Report the count of lines containing the word "thousands" in the entries below, and nothing more.

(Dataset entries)
BEGIN

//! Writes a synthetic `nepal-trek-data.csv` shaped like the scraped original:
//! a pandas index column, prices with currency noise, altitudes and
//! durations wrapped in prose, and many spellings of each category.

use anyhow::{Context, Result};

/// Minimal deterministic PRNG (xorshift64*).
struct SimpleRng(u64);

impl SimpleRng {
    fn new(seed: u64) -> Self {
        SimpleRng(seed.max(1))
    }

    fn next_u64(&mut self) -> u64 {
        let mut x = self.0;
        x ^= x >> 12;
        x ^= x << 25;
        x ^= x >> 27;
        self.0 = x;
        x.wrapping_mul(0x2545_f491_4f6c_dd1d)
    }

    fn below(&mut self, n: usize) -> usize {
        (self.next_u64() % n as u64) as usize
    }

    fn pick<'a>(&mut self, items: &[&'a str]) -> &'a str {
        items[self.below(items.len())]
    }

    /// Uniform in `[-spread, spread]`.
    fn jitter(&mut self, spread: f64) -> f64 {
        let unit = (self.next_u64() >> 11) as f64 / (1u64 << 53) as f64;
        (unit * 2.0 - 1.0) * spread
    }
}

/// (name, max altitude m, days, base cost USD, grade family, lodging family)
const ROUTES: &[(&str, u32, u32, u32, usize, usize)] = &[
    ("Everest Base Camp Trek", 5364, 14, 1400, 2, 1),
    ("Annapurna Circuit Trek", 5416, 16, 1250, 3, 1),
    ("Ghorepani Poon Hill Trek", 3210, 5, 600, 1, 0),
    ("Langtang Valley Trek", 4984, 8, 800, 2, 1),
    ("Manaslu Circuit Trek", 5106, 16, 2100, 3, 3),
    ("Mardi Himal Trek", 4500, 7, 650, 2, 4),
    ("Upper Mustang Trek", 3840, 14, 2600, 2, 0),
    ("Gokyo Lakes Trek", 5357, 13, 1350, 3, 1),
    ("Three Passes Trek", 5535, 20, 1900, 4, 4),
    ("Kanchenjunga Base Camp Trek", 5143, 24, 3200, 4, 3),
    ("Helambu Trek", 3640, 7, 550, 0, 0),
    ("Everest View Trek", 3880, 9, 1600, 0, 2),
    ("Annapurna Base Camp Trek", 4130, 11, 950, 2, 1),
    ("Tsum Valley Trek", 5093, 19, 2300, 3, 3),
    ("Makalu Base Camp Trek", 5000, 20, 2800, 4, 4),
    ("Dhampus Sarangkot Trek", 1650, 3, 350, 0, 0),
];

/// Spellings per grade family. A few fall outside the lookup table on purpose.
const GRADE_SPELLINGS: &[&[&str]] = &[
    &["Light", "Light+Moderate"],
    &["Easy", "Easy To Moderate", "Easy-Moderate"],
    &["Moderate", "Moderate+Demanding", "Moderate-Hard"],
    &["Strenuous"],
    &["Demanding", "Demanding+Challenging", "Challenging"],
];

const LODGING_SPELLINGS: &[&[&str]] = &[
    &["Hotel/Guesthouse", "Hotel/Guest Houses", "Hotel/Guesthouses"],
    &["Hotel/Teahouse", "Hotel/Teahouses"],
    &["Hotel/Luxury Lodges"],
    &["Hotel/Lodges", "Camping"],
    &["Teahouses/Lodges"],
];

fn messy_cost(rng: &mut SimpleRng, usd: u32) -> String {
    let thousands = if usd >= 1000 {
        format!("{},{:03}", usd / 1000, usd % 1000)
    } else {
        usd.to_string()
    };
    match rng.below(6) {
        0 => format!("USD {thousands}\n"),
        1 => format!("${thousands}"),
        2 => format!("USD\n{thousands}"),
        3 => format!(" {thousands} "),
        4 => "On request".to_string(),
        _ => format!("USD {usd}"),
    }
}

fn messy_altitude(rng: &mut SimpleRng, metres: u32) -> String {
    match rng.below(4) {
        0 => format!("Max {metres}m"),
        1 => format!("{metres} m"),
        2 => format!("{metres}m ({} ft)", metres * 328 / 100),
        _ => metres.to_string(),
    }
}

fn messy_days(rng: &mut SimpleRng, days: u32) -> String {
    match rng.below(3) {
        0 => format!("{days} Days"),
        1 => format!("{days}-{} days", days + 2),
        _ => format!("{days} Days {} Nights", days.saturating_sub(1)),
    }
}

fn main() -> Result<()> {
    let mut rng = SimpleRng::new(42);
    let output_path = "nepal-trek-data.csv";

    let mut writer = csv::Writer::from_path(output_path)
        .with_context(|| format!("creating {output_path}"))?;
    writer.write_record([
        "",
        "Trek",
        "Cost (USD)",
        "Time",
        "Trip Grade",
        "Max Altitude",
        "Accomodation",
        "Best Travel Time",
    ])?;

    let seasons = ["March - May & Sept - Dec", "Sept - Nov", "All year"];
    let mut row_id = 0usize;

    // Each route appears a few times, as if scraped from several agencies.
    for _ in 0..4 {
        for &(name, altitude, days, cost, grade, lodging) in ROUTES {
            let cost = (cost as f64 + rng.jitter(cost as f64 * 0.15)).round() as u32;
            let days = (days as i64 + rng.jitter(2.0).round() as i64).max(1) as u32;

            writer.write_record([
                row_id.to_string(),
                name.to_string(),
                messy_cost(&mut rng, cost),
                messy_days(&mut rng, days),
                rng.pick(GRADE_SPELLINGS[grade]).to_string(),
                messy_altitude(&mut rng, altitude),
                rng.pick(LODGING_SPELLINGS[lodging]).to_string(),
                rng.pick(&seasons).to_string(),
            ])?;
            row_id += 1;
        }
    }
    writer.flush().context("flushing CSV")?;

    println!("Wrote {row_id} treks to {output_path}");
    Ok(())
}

END

| EXERCISE RESULT |
5